Ripartire dal mito di Europa per discutere di Europa unita e di cultura e diritti. E’ questo l’obiettivo del convegno promosso oggi in Aula Zam6, in via Zamboni 32. “Fatta l’Europa, occorre fare gli europei” dice ai nostri microfoni il prof. Maurizio Matteuzzi.

Dopo il ratto di Europa, il padre Agenore manda i fratelli a cercarla. Tra essi Cadmo, che diviene re di Tebe, dona ai Greci l’alfabeto. Ecco il battesimo della cultura e, da qui il mondo del diritto e dei diritti. Il convegno, che si terrà oggi alle 17 in aula Zam6 in via Zamboni 32, si pone l’obiettivo di svolgere questa suggestiva navigazione mentale che, prendendo le mosse da questo ideale battesimo, riporta ad una ideale riflessione su un oggi in cui, quanto mai prima, i valori fondativi suggeriti dal mito possono essere enfatizzati o, per contro, ancor più avviliti. Interverranno Ivano Marescotti, PIergiovanni Alleva, Isabella Cirelli e Maurizio Matteuzzi. L’incontro sarà coordinato da Marco Capponi.

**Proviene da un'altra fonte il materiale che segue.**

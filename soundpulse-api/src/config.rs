//! API Configuration Module
//!
//! Configuration for CORS, response compression and the catalog provider
//! bridge. Everything is loaded from environment variables with defaults
//! suitable for local development.

use std::time::Duration;

use crate::constants::{DEFAULT_CORS_MAX_AGE_SECS, DEFAULT_PROVIDER_TIMEOUT_SECS};

// ============================================================================
// API CONFIGURATION
// ============================================================================

/// HTTP surface configuration.
#[derive(Debug, Clone)]
pub struct ApiConfig {
    /// Allowed CORS origins (comma-separated in env var).
    /// Empty means allow all origins.
    pub cors_origins: Vec<String>,

    /// Max age for CORS preflight cache in seconds.
    pub cors_max_age_secs: u64,

    /// Whether responses are gzip-compressed when the client accepts it.
    pub compression_enabled: bool,
}

impl Default for ApiConfig {
    fn default() -> Self {
        Self {
            cors_origins: Vec::new(), // Empty = allow all
            cors_max_age_secs: DEFAULT_CORS_MAX_AGE_SECS,
            compression_enabled: true,
        }
    }
}

impl ApiConfig {
    /// Create ApiConfig from environment variables.
    ///
    /// Environment variables:
    /// - `SOUNDPULSE_CORS_ORIGINS`: Comma-separated allowed origins (empty = allow all)
    /// - `SOUNDPULSE_CORS_MAX_AGE_SECS`: Preflight cache duration (default: 86400)
    /// - `SOUNDPULSE_COMPRESSION`: "true" or "false" (default: true)
    pub fn from_env() -> Self {
        Self::from_lookup(|key| std::env::var(key).ok())
    }

    /// Build from an arbitrary key lookup. Unparseable values fall back to
    /// their defaults.
    pub fn from_lookup<F>(lookup: F) -> Self
    where
        F: Fn(&str) -> Option<String>,
    {
        let cors_origins = lookup("SOUNDPULSE_CORS_ORIGINS")
            .map(|s| {
                s.split(',')
                    .map(|o| o.trim().to_string())
                    .filter(|o| !o.is_empty())
                    .collect()
            })
            .unwrap_or_default();

        let cors_max_age_secs = lookup("SOUNDPULSE_CORS_MAX_AGE_SECS")
            .and_then(|s| s.parse().ok())
            .unwrap_or(DEFAULT_CORS_MAX_AGE_SECS);

        let compression_enabled = lookup("SOUNDPULSE_COMPRESSION")
            .map(|s| s.to_lowercase() != "false")
            .unwrap_or(true);

        Self {
            cors_origins,
            cors_max_age_secs,
            compression_enabled,
        }
    }

    /// True when only configured origins are allowed.
    pub fn is_restricted(&self) -> bool {
        !self.cors_origins.is_empty()
    }
}

// ============================================================================
// PROVIDER CONFIGURATION
// ============================================================================

/// Catalog provider bridge configuration.
#[derive(Debug, Clone, PartialEq, Eq)]
pub struct ProviderConfig {
    /// Base URL of the JSON bridge. `None` means no provider is configured.
    pub base_url: Option<String>,

    /// Per-request timeout.
    pub timeout: Duration,
}

impl Default for ProviderConfig {
    fn default() -> Self {
        Self {
            base_url: None,
            timeout: Duration::from_secs(DEFAULT_PROVIDER_TIMEOUT_SECS),
        }
    }
}

impl ProviderConfig {
    /// Create ProviderConfig from environment variables.
    ///
    /// Environment variables:
    /// - `SOUNDPULSE_PROVIDER_URL`: Base URL of the catalog bridge (no default)
    /// - `SOUNDPULSE_PROVIDER_TIMEOUT_SECS`: Request timeout (default: 15)
    pub fn from_env() -> Self {
        Self::from_lookup(|key| std::env::var(key).ok())
    }

    pub fn from_lookup<F>(lookup: F) -> Self
    where
        F: Fn(&str) -> Option<String>,
    {
        let base_url = lookup("SOUNDPULSE_PROVIDER_URL")
            .map(|s| s.trim().trim_end_matches('/').to_string())
            .filter(|s| !s.is_empty());

        let timeout = Duration::from_secs(
            lookup("SOUNDPULSE_PROVIDER_TIMEOUT_SECS")
                .and_then(|s| s.parse().ok())
                .unwrap_or(DEFAULT_PROVIDER_TIMEOUT_SECS),
        );

        Self { base_url, timeout }
    }
}

#[cfg(test)]
mod tests {
    use super::*;
    use std::collections::HashMap;

    fn lookup(pairs: &[(&str, &str)]) -> impl Fn(&str) -> Option<String> {
        let map: HashMap<String, String> = pairs
            .iter()
            .map(|(k, v)| (k.to_string(), v.to_string()))
            .collect();
        move |key| map.get(key).cloned()
    }

    #[test]
    fn test_default_config() {
        let config = ApiConfig::from_lookup(lookup(&[]));
        assert!(config.cors_origins.is_empty());
        assert_eq!(config.cors_max_age_secs, 86400);
        assert!(config.compression_enabled);
        assert!(!config.is_restricted());
    }

    #[test]
    fn test_cors_origins_parsing() {
        let config = ApiConfig::from_lookup(lookup(&[(
            "SOUNDPULSE_CORS_ORIGINS",
            "https://soundpulse.app, ,https://www.soundpulse.app",
        )]));
        assert_eq!(
            config.cors_origins,
            vec!["https://soundpulse.app", "https://www.soundpulse.app"]
        );
        assert!(config.is_restricted());
    }

    #[test]
    fn test_compression_toggle() {
        let config = ApiConfig::from_lookup(lookup(&[("SOUNDPULSE_COMPRESSION", "FALSE")]));
        assert!(!config.compression_enabled);
    }

    #[test]
    fn test_provider_config_defaults() {
        let config = ProviderConfig::from_lookup(lookup(&[]));
        assert_eq!(config, ProviderConfig::default());
        assert_eq!(config.timeout, Duration::from_secs(15));
    }

    #[test]
    fn test_provider_url_normalized() {
        let config = ProviderConfig::from_lookup(lookup(&[
            ("SOUNDPULSE_PROVIDER_URL", " http://localhost:8000/ "),
            ("SOUNDPULSE_PROVIDER_TIMEOUT_SECS", "3"),
        ]));
        assert_eq!(config.base_url.as_deref(), Some("http://localhost:8000"));
        assert_eq!(config.timeout, Duration::from_secs(3));

        let blank = ProviderConfig::from_lookup(lookup(&[("SOUNDPULSE_PROVIDER_URL", "  ")]));
        assert!(blank.base_url.is_none());
    }
}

“Il problema non è distruggere l’Europa, ma costruirla nel modo migliore. Ci sarà l’Europa quando ci saranno gli europei.”dice ai nostri microfoni il prof.Maurizio Matteuzzi, docente di Filosofia del linguaggio all’Università di Bologna.

“Noi abbiamo costruito -continua Matteuzzi- un mostro burocratico con 25 lingue diverse, in cui si fa finta che siano tutte paritetiche e, in realtà, se non parli inglese nessuno ti ascolta. In qualche modo, il problema della lingua, questa non-scelta che si protrae da mezzo secolo, io credo sia una blocco terribile.”

Matteuzzi, che punta il dito contro l’Europa delle banche, si dice convinto che l’unico modo per giungere ad un’Europa dei popoli, sia ripartire dalla scuola e dalla cultura.